Taro Tapioca Pudding
芋头西米露 (Yu Tou Xi Mi Lu)
Chinese cuisine—Cantonese cuisine in particular—is known for sweet dessert soups and puddings, known as “tong sui.”[1] The viscosity of most of these desserts are actually somewhere between soup and pudding, resulting in alternate translations to many of these dishes. One of my favorite of these dessert puddings is taro tapioca pudding, a variant of a classic Hong Kong tapioca pudding referred to sometimes as sago soup (西米露).
This pudding relies on small tapioca pearls for its distinctive texture, and its story is a truly global one. Tapioca is a starch derived from the tuber of the cassava plant, a native of present-day Brazil.[2] Initially, the Spanish and Portuguese colonizers of Central and South America shunned cassava as unsuitable for consumption by civilized Christians.[3] However, the need to economically feed the soldiers, sailors, and slaves of empire eventually soon led to the spread of cassava to equatorial colonies around the world in the 16th and 17th centuries, becoming a staple crop in Spanish and Portuguese colonial possessions in Sub-Saharan Africa, Indonesia, and the Philippines.
By the 18th century, tapioca starch was commercially available in Europe as cheap, if less desirable, alternative to other flours and starches.

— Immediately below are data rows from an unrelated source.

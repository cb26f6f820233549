//! Types module
//!
//! Contains core data structures used throughout the crate.
//! This module organizes types into logical submodules:
//! - `account`: Account state and registration types
//! - `entry`: Append-only ledger rows and statements
//! - `loan`: Loans, EMI schedules and the instalment formula
//! - `investment`: Investment positions and their transaction log
//! - `error`: Error types for the ledger core

pub mod account;
pub mod entry;
pub mod error;
pub mod investment;
pub mod loan;

pub use account::{Account, AccountId, AccountStatus, NewAccount};
pub use entry::{EntryStatus, EntryType, LedgerEntry, Statement};
pub use error::LedgerError;
pub use investment::{
    Investment, InvestmentId, InvestmentStatus, InvestmentTransaction, InvestmentTxType,
    NewInvestment, PortfolioSummary,
};
pub use loan::{
    monthly_emi, EmiPayment, EmiStatus, Loan, LoanApplication, LoanId, LoanStatus, PaymentMethod,
};
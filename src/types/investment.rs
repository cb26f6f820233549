//! Investment types
//!
//! An investment tracks money moved out of an account into a named
//! product. Its `current_value` follows external market input; the
//! account balance only changes through buys, sells and dividends.

use crate::types::account::AccountId;
use chrono::{DateTime, NaiveDate, Utc};
use rust_decimal::Decimal;
use serde::{Deserialize, Serialize};
use std::fmt;

/// Investment identifier
pub type InvestmentId = u64;

/// Lifecycle status of an investment
#[derive(Debug, Clone, Copy, PartialEq, Eq, Serialize, Deserialize)]
pub enum InvestmentStatus {
    Pending,
    Active,
    Matured,
    Closed,
}

impl fmt::Display for InvestmentStatus {
    fn fmt(&self, f: &mut fmt::Formatter<'_>) -> fmt::Result {
        match self {
            InvestmentStatus::Pending => write!(f, "pending"),
            InvestmentStatus::Active => write!(f, "active"),
            InvestmentStatus::Matured => write!(f, "matured"),
            InvestmentStatus::Closed => write!(f, "closed"),
        }
    }
}

/// Kind of investment transaction
#[derive(Debug, Clone, Copy, PartialEq, Eq, Serialize, Deserialize)]
pub enum InvestmentTxType {
    /// Purchase: money left the account
    Buy,
    /// Withdrawal: money returned to the account
    Sell,
    /// Payout credited without reducing the holding
    Dividend,
}

/// An investment position
#[derive(Debug, Clone, PartialEq, Serialize, Deserialize)]
pub struct Investment {
    pub id: InvestmentId,

    /// Funding account
    pub account: AccountId,

    /// Product name shown in the portfolio
    pub name: String,

    /// Amount originally invested
    pub principal: Decimal,

    /// Marked-to-market value, updated from outside
    pub current_value: Decimal,

    /// Advertised annual return in percent, informational only
    pub expected_return_rate: Decimal,

    pub status: InvestmentStatus,

    pub started_at: DateTime<Utc>,

    pub maturity_date: Option<NaiveDate>,
}

impl Investment {
    /// Unrealized gain (positive) or loss (negative)
    pub fn profit_loss(&self) -> Decimal {
        self.current_value - self.principal
    }

    /// `profit_loss` as a percentage of the principal; zero when the
    /// principal is zero
    pub fn return_percentage(&self) -> Decimal {
        if self.principal.is_zero() {
            return Decimal::ZERO;
        }
        (self.profit_loss() / self.principal * Decimal::from(100)).round_dp(2)
    }
}

/// One movement recorded against an investment
#[derive(Debug, Clone, PartialEq, Serialize, Deserialize)]
pub struct InvestmentTransaction {
    pub investment: InvestmentId,
    pub tx_type: InvestmentTxType,
    pub amount: Decimal,
    /// Globally unique reference, shared with the ledger leg
    pub reference: String,
    pub timestamp: DateTime<Utc>,
}

/// Payload for opening an investment
#[derive(Debug, Clone)]
pub struct NewInvestment {
    pub account: AccountId,
    pub name: String,
    pub principal: Decimal,
    pub expected_return_rate: Decimal,
    pub maturity_date: Option<NaiveDate>,
}

/// Aggregate view of one account's investments
#[derive(Debug, Clone, PartialEq, Default)]
pub struct PortfolioSummary {
    pub total_invested: Decimal,
    pub total_current_value: Decimal,
    pub total_profit_loss: Decimal,
    pub active_count: usize,
}
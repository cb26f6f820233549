//! I/O module
//!
//! Handles statement export.
//!
//! # Components
//!
//! - `statement_csv` - CSV rendering of account statements

pub mod statement_csv;

pub use statement_csv::write_statement_csv;
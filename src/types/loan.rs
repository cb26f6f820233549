//! Loan and EMI types
//!
//! A loan moves through `Pending -> Approved -> Disbursed -> Closed`
//! (or `Pending -> Rejected`). Disbursement materializes the full EMI
//! schedule up front; repayments then consume it one row at a time.

use crate::types::account::AccountId;
use chrono::{DateTime, NaiveDate, Utc};
use rust_decimal::{Decimal, MathematicalOps};
use serde::{Deserialize, Serialize};
use std::fmt;

/// Loan identifier
pub type LoanId = u64;

/// Lifecycle status of a loan
#[derive(Debug, Clone, Copy, PartialEq, Eq, Serialize, Deserialize)]
pub enum LoanStatus {
    /// Applied for, awaiting a decision
    Pending,
    /// Approved, awaiting disbursement
    Approved,
    /// Turned down; terminal
    Rejected,
    /// Principal credited, repayment in progress
    Disbursed,
    /// Fully repaid or preclosed; terminal
    Closed,
}

impl fmt::Display for LoanStatus {
    fn fmt(&self, f: &mut fmt::Formatter<'_>) -> fmt::Result {
        match self {
            LoanStatus::Pending => write!(f, "pending"),
            LoanStatus::Approved => write!(f, "approved"),
            LoanStatus::Rejected => write!(f, "rejected"),
            LoanStatus::Disbursed => write!(f, "disbursed"),
            LoanStatus::Closed => write!(f, "closed"),
        }
    }
}

/// Status of a single EMI row
///
/// `Paid` is the only terminal state; `Pending`, `Overdue` and `Failed`
/// rows all remain payable.
#[derive(Debug, Clone, Copy, PartialEq, Eq, Serialize, Deserialize)]
pub enum EmiStatus {
    Pending,
    Paid,
    Overdue,
    Failed,
}

/// How an EMI was settled
#[derive(Debug, Clone, Copy, PartialEq, Eq, Serialize, Deserialize)]
pub enum PaymentMethod {
    /// Collected by the autopay sweep
    Auto,
    /// Paid explicitly by the account holder
    Manual,
    /// Settled as part of closing the loan early
    Preclosure,
}

/// A loan and its repayment bookkeeping
#[derive(Debug, Clone, PartialEq, Serialize, Deserialize)]
pub struct Loan {
    pub id: LoanId,

    /// Borrowing account
    pub account: AccountId,

    /// Amount applied for
    pub principal: Decimal,

    /// Annual interest rate in percent
    pub interest_rate: Decimal,

    pub tenure_months: u32,

    /// Fixed instalment, computed once at application time
    pub monthly_emi: Decimal,

    pub status: LoanStatus,

    /// Outstanding amount; `emi * tenure` at disbursement, decremented
    /// by every repayment
    pub remaining_balance: Decimal,

    /// Due date of the next unpaid EMI, `None` outside `Disbursed`
    pub next_emi_date: Option<NaiveDate>,

    pub autopay_enabled: bool,

    pub applied_at: DateTime<Utc>,
    pub approved_at: Option<DateTime<Utc>>,
    pub disbursed_at: Option<DateTime<Utc>>,
    pub closed_at: Option<DateTime<Utc>>,
}

/// One row of a loan's repayment schedule
#[derive(Debug, Clone, PartialEq, Serialize, Deserialize)]
pub struct EmiPayment {
    pub loan: LoanId,

    /// 1-based position in the schedule
    pub emi_number: u32,

    pub due_date: NaiveDate,

    /// Amount owed for this instalment
    pub emi_amount: Decimal,

    /// Amount actually collected, zero until paid
    pub paid_amount: Decimal,

    pub status: EmiStatus,

    pub method: Option<PaymentMethod>,

    pub paid_at: Option<DateTime<Utc>>,

    /// Ledger reference of the settling debit
    pub reference: Option<String>,
}

/// Application payload for a new loan
#[derive(Debug, Clone)]
pub struct LoanApplication {
    pub account: AccountId,
    pub principal: Decimal,
    /// Annual interest rate in percent
    pub interest_rate: Decimal,
    pub tenure_months: u32,
}

/// Compute the fixed monthly instalment for a loan.
///
/// Uses the standard amortization formula with a monthly rate of
/// `annual_rate / 1200`; a zero rate degenerates to an even split of
/// the principal. The result is rounded to 2 decimal places.
pub fn monthly_emi(principal: Decimal, annual_rate: Decimal, tenure_months: u32) -> Decimal {
    let months = Decimal::from(tenure_months);
    let rate = annual_rate / Decimal::from(1200);
    if rate.is_zero() {
        return (principal / months).round_dp(2);
    }
    let factor = (Decimal::ONE + rate).powi(tenure_months as i64);
    (principal * rate * factor / (factor - Decimal::ONE)).round_dp(2)
}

In 18th century Britain, tapioca starch would be mixed with water and formed into small balls—the first tapioca pearls. These pearls would then be substituted for rice or dry noodles in recipes. It was only a matter of time before tapioca pearls were substituted into English rice pudding, a sweet milk pudding.[4] While tapioca pudding has never been particularly popular in Britain, the dessert spread through the Empire, and found a welcome audience in the port city of Hong Kong, then a British possession and home port for the Pacific Squadron of the Royal Navy.
The Hong Kong version of this dish began to evolve away from the British model. Cow’s milk was rare in East Asia, so evaporated milk and coconut milk were substituted. The texture of the pudding shifted to a looser, less viscous consistency more in line with local tastes, and local ingredients were added, such as mango or taro. The dessert and its variants were integrated into the Cantonese dim sum tradition, and can now commonly be found on dim sum dessert carts.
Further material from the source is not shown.